The relationship of platelet responsiveness to antiplatelet medications; and, the correlation of poor response, and overall platelet aggregation while on dual antiplatelet therapy to the risk of drug-eluting stent thrombosis after 30 days was examined in ADAPT-DES, the largest registry to date to fully examine these relationships.
Results of ADAPT-DES (Assessment of Dual AntiPlatelet Therapy with Drug-Eluting Stents) were presented today at the 23rd annual Transcatheter Cardiovascular Therapeutics (TCT) scientific symposium, sponsored by the Cardiovascular Research Foundation.
While prior studies have emphasized the absolute level of platelet activation/aggregation to antiplatelet medications, the role of the baseline level of platelet activation and the percentage of platelet inhibition in response to these therapies have largely been unstudied prior to ADAPT-DES.
In addition, the impact of poor platelet response to aspirin, and overall platelet aggregation while on dual antiplatelet therapy (DAPT) on the risk of stent thrombosis has not been fully examined.
In the registry, 8,575 patients undergoing percutaneous coronary intervention (PCI) with drug-eluting stents were enrolled at 11 sites between January 2008 and September 2010. The researchers assessed platelet reactivity to aspirin and clopidogrel as well as overall platelet responsiveness with the VerifyNow Aspirin, P2Y12, and IIb//IIIa tests after successful implantation of drug-eluting stents. Definite or probable stent thrombosis occurred in 39 patients (0.46%) after 30 days.
The researchers found that absolute and relative levels of platelet inhibition in response to ADP antagonists as assessed by the VerifyNow P2Y12 test are powerful independent predictors of stent thrombosis within 30 days, with a significant proportion of events independently attributable to clopidogrel hyoporesponsivenes.

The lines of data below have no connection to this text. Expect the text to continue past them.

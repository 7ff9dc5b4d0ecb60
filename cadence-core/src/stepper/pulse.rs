//! Pulse generator
//!
//! Applies inversion, ganging and squaring masks to logical step/dir bits
//! and hands the physical levels to the active [`StepBackend`]. Pulse
//! timing is converted once per settings change, never per pulse.

use crate::config::{ConfigError, StepperSettings};
use crate::signals::AxisMask;

use super::{MotorBits, PulseTiming, SquaringMode, StepBackend, StepCommand};

/// Step/dir output driver
pub struct PulseGenerator<B: StepBackend> {
    backend: B,
    settings: StepperSettings,
    /// Axes with a second motor
    ganged: AxisMask,
    /// Bank 1 step enable mask (squaring)
    motors_1: AxisMask,
    /// Bank 2 step enable mask (squaring)
    motors_2: AxisMask,
    timing: PulseTiming,
}

impl<B: StepBackend> PulseGenerator<B> {
    /// Create a generator and program the backend
    ///
    /// # Arguments
    /// - `ganged`: axes driven by two motors (see `MotorMap::ganged`)
    pub fn new(backend: B, settings: &StepperSettings, ganged: AxisMask) -> Result<Self, ConfigError> {
        let mut gen = Self {
            backend,
            settings: *settings,
            ganged,
            motors_1: AxisMask::ALL,
            motors_2: AxisMask::ALL,
            timing: PulseTiming::default(),
        };
        gen.configure(settings)?;
        Ok(gen)
    }

    /// Apply new settings: convert timing, program idle levels, reset outputs
    ///
    /// On error the previous settings stay in effect.
    pub fn configure(&mut self, settings: &StepperSettings) -> Result<(), ConfigError> {
        let timing =
            PulseTiming::for_port(self.backend.port(), settings.pulse_us, settings.pulse_delay_us)?;
        self.settings = *settings;
        self.timing = timing;
        self.backend
            .configure(timing, MotorBits::splat(settings.step_invert));
        self.set_step_outputs(AxisMask::NONE);
        self.set_dir_outputs(AxisMask::NONE);
        Ok(())
    }

    /// Assert step outputs for `step` on both banks
    #[inline]
    pub fn set_step_outputs(&mut self, step: AxisMask) {
        let invert = self.settings.step_invert;
        self.backend.write_step(MotorBits {
            primary: (step & self.motors_1) ^ invert,
            secondary: (step & self.motors_2) ^ invert,
        });
    }

    fn dir_bits(&self, dir: AxisMask) -> MotorBits {
        let primary = dir ^ self.settings.dir_invert;
        MotorBits {
            primary,
            secondary: primary ^ self.settings.ganged_dir_invert,
        }
    }

    /// Write direction outputs for every axis
    #[inline]
    pub fn set_dir_outputs(&mut self, dir: AxisMask) {
        let bits = self.dir_bits(dir);
        self.backend.write_dir(bits, AxisMask::ALL);
    }

    /// Direction first if changed, then the step pulse
    #[inline]
    pub fn pulse_start(&mut self, cmd: &StepCommand) {
        if cmd.dir_changed {
            self.set_dir_outputs(cmd.dir);
        }
        if !cmd.step.is_empty() {
            self.set_step_outputs(cmd.step);
        }
    }

    /// Inject a step outside the planner's stream
    ///
    /// Only the stepping axes get their direction rewritten, so steps
    /// injected during motion do not disturb the other axes.
    pub fn output_step(&mut self, step: AxisMask, dir: AxisMask) {
        if step.is_empty() {
            return;
        }
        let bits = self.dir_bits(dir);
        self.backend.write_dir(bits, step);
        self.set_step_outputs(step);
    }

    /// End the current pulse (software-timed backends)
    #[inline]
    pub fn on_pulse_end(&mut self) {
        self.backend.end_pulse();
    }

    /// Hold one or both motors of `axes` for squaring
    ///
    /// `disable_motors(AxisMask::NONE, SquaringMode::Both)` releases all.
    pub fn disable_motors(&mut self, axes: AxisMask, mode: SquaringMode) {
        let hold_a = matches!(mode, SquaringMode::A | SquaringMode::Both);
        let hold_b = matches!(mode, SquaringMode::B | SquaringMode::Both);
        self.motors_1 = (if hold_a { axes } else { AxisMask::NONE }) ^ AxisMask::ALL;
        self.motors_2 = (if hold_b { axes } else { AxisMask::NONE }) ^ AxisMask::ALL;
    }

    /// Ganged axes, or only those set up for auto-squaring
    pub fn ganged(&self, auto_squared: bool) -> AxisMask {
        if auto_squared {
            self.ganged & self.settings.auto_square
        } else {
            self.ganged
        }
    }

    pub fn timing(&self) -> PulseTiming {
        self.timing
    }

    pub fn backend(&self) -> &B {
        &self.backend
    }

    pub fn backend_mut(&mut self) -> &mut B {
        &mut self.backend
    }
}

#[cfg(test)]
mod tests {
    use super::*;
    use crate::signals::PortKind;
    use proptest::prelude::*;

    /// Backend that records the last levels written
    #[derive(Default)]
    struct MockBackend {
        timing: PulseTiming,
        idle: MotorBits,
        step: MotorBits,
        dir: MotorBits,
        dir_axes: AxisMask,
        step_writes: u32,
        dir_writes: u32,
        pulse_ends: u32,
    }

    impl StepBackend for MockBackend {
        fn port(&self) -> PortKind {
            PortKind::Sequencer
        }

        fn configure(&mut self, timing: PulseTiming, idle: MotorBits) {
            self.timing = timing;
            self.idle = idle;
        }

        fn write_dir(&mut self, dir: MotorBits, axes: AxisMask) {
            self.dir.primary = (self.dir.primary & !axes) | (dir.primary & axes);
            self.dir.secondary = (self.dir.secondary & !axes) | (dir.secondary & axes);
            self.dir_axes = axes;
            self.dir_writes += 1;
        }

        fn write_step(&mut self, step: MotorBits) {
            self.step = step;
            self.step_writes += 1;
        }

        fn end_pulse(&mut self) {
            self.pulse_ends += 1;
        }
    }

    fn settings() -> StepperSettings {
        StepperSettings {
            pulse_us: 2.0,
            ..Default::default()
        }
    }

    fn generator(settings: &StepperSettings) -> PulseGenerator<MockBackend> {
        PulseGenerator::new(MockBackend::default(), settings, AxisMask::X).unwrap()
    }

    #[test]
    fn test_configure_programs_backend() {
        let mut s = settings();
        s.step_invert = AxisMask::Y;
        let gen = generator(&s);
        assert_eq!(gen.backend().timing, PulseTiming { delay: 1, length: 19 });
        assert_eq!(gen.backend().idle, MotorBits::splat(AxisMask::Y));
        // Outputs reset to idle
        assert_eq!(gen.backend().step.primary, AxisMask::Y);
    }

    #[test]
    fn test_invalid_timing_keeps_previous() {
        let mut gen = generator(&settings());
        let mut bad = settings();
        bad.pulse_us = 40.0;
        assert_eq!(gen.configure(&bad), Err(ConfigError::InvalidTiming));
        assert_eq!(gen.timing().length, 19);
    }

    #[test]
    fn test_dir_before_step_only_when_changed() {
        let mut gen = generator(&settings());
        let writes = gen.backend().dir_writes;
        gen.pulse_start(&StepCommand {
            step: AxisMask::X,
            dir: AxisMask::X,
            dir_changed: false,
        });
        assert_eq!(gen.backend().dir_writes, writes);
        gen.pulse_start(&StepCommand {
            step: AxisMask::NONE,
            dir: AxisMask::X,
            dir_changed: true,
        });
        assert_eq!(gen.backend().dir_writes, writes + 1);
        assert_eq!(gen.backend().dir.primary, AxisMask::X);
        // Empty step mask does not pulse
        assert_eq!(gen.backend().step_writes, 2);
    }

    #[test]
    fn test_ganged_dir_invert_on_second_bank() {
        let mut s = settings();
        s.dir_invert = AxisMask::Z;
        s.ganged_dir_invert = AxisMask::X;
        let mut gen = generator(&s);
        gen.set_dir_outputs(AxisMask::X);
        assert_eq!(gen.backend().dir.primary, AxisMask::X | AxisMask::Z);
        assert_eq!(gen.backend().dir.secondary, AxisMask::Z);
    }

    #[test]
    fn test_squaring_runs_only_motor_a() {
        let mut gen = generator(&settings());
        // Hold bank 2 so only motor A of X steps
        gen.disable_motors(AxisMask::X, SquaringMode::B);
        gen.set_step_outputs(AxisMask::X);
        assert!(gen.backend().step.primary.contains(crate::signals::Axis::X));
        assert!(!gen.backend().step.secondary.contains(crate::signals::Axis::X));
    }

    #[test]
    fn test_squaring_mode_a_holds_bank_1() {
        let mut gen = generator(&settings());
        gen.disable_motors(AxisMask::X, SquaringMode::A);
        gen.set_step_outputs(AxisMask::X | AxisMask::Y);
        assert_eq!(gen.backend().step.primary, AxisMask::Y);
        assert_eq!(gen.backend().step.secondary, AxisMask::X | AxisMask::Y);

        gen.disable_motors(AxisMask::NONE, SquaringMode::Both);
        gen.set_step_outputs(AxisMask::X);
        assert_eq!(gen.backend().step, MotorBits::splat(AxisMask::X));
    }

    #[test]
    fn test_output_step_sets_dir_for_stepping_axes_only() {
        let mut gen = generator(&settings());
        gen.set_dir_outputs(AxisMask::Y);
        gen.output_step(AxisMask::X, AxisMask::X);
        assert_eq!(gen.backend().dir_axes, AxisMask::X);
        assert_eq!(gen.backend().dir.primary, AxisMask::X | AxisMask::Y);
        assert_eq!(gen.backend().step.primary, AxisMask::X);

        let steps = gen.backend().step_writes;
        gen.output_step(AxisMask::NONE, AxisMask::ALL);
        assert_eq!(gen.backend().step_writes, steps);
    }

    #[test]
    fn test_ganged_auto_squared() {
        let mut s = settings();
        s.auto_square = AxisMask::X | AxisMask::Y;
        let gen = generator(&s);
        assert_eq!(gen.ganged(false), AxisMask::X);
        assert_eq!(gen.ganged(true), AxisMask::X);

        let gen = generator(&settings());
        assert_eq!(gen.ganged(true), AxisMask::NONE);
    }

    #[test]
    fn test_pulse_end_forwarded() {
        let mut gen = generator(&settings());
        gen.on_pulse_end();
        assert_eq!(gen.backend().pulse_ends, 1);
    }

    proptest! {
        #[test]
        fn prop_step_outputs_are_bits_xor_invert(bits in 0u8..64, invert in 0u8..64) {
            let mut s = settings();
            s.step_invert = AxisMask(invert);
            let mut gen = generator(&s);
            gen.set_step_outputs(AxisMask(bits));
            prop_assert_eq!(gen.backend().step.primary, AxisMask(bits ^ invert));
        }

        #[test]
        fn prop_dir_outputs_are_bits_xor_invert(bits in 0u8..64, invert in 0u8..64) {
            let mut s = settings();
            s.dir_invert = AxisMask(invert);
            let mut gen = generator(&s);
            gen.set_dir_outputs(AxisMask(bits));
            prop_assert_eq!(gen.backend().dir.primary, AxisMask(bits ^ invert));
        }
    }
}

In contrast, the baseline level of platelet P2Y12 response, as well as aspirin and overall platelet responsiveness after DAPT loading as assessed by VerifyNow were not shown to be related to the 30-day rate of stent thrombosis.
"These results suggest that agents which more effectively inhibit ADP-induced platelet activation should reduce 30-day stent thrombosis when applied to large patient populations," said lead investigator, Gregg W. Stone, MD. Dr. Stone is Director of Cardiovascular Research and Education at NewYork-Presbyterian Hospital/Columbia University Medical Center and Professor of Medicine, Division of Cardiology at Columbia University College of Physicians and Surgeons. Dr. Stone also serves as Co-Director, Medical Research & Education Division at the Cardiovascular Research Foundation.
"However, the modest sensitivity and specificity of platelet function testing, coupled with the low prevalence of events, implies that testing of platelet ADP antagonist responsiveness is unlikely to provide useful information to guide clinical decision-making in most individual patients for the prevention of stent thrombosis at 30 days," said Dr. Stone.
"The degree of platelet responsiveness to antiplatelet loading is useful to predict 30-day stent thrombosis in diabetic and non-diabetic patients, as well as those with ACS, but may have less clinical utility in patients with stable coronary artery disease (CAD)," Dr. Stone said.
"There was a low stent thrombosis rate in patients with stable CAD, which coupled with the poor prognostic utility of platelet function testing in this setting, suggests that assessing DAPT response in patients without ACS undergoing PCI is unlikely to provide incremental clinical utility. The relationship between platelet responsiveness testing and the occurrence of late and very late stent thrombosis, in patients who have maintained and discontinued DAPT, will be assessed during the two-year clinical follow-up phase of the ADAPT-DES study."